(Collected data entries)
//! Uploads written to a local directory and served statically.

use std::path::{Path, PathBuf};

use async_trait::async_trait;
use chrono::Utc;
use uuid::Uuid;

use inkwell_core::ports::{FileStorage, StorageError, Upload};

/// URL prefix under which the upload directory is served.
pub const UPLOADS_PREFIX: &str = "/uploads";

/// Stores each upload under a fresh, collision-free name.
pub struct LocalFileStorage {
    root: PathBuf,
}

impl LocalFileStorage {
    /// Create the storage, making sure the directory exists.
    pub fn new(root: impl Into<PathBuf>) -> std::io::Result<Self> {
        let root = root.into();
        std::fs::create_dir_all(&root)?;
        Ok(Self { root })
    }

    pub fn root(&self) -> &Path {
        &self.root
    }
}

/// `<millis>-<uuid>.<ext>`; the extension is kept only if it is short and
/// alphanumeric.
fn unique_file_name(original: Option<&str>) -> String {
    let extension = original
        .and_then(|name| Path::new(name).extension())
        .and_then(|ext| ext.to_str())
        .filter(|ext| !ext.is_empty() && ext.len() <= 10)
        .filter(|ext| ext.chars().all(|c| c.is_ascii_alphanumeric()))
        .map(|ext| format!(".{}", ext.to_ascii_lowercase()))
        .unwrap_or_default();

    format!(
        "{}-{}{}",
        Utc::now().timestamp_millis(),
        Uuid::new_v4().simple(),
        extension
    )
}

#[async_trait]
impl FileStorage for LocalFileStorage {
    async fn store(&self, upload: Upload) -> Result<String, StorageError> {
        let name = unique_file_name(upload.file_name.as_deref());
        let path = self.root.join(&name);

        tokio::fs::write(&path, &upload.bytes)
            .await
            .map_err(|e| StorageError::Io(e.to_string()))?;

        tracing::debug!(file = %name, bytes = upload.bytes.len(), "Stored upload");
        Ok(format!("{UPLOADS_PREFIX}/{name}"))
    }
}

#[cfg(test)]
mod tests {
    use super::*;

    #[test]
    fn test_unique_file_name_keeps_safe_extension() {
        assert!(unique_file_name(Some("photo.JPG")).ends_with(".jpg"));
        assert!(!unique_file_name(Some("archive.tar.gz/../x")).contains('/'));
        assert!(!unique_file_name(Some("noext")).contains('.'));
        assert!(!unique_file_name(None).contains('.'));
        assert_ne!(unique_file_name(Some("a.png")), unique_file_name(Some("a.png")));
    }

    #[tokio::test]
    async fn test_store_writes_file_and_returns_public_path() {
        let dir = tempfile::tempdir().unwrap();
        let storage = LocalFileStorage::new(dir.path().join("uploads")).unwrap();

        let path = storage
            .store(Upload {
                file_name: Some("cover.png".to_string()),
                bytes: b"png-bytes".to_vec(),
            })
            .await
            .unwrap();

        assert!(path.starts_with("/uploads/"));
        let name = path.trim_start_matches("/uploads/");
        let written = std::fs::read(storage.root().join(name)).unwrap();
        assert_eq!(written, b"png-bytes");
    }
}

● **Directions for this task**
In the records above, find every line that contains the word "directory" and copy it.

● **Exercise solution**
//! Uploads written to a local directory and served statically.
/// URL prefix under which the upload directory is served.
    /// Create the storage, making sure the directory exists.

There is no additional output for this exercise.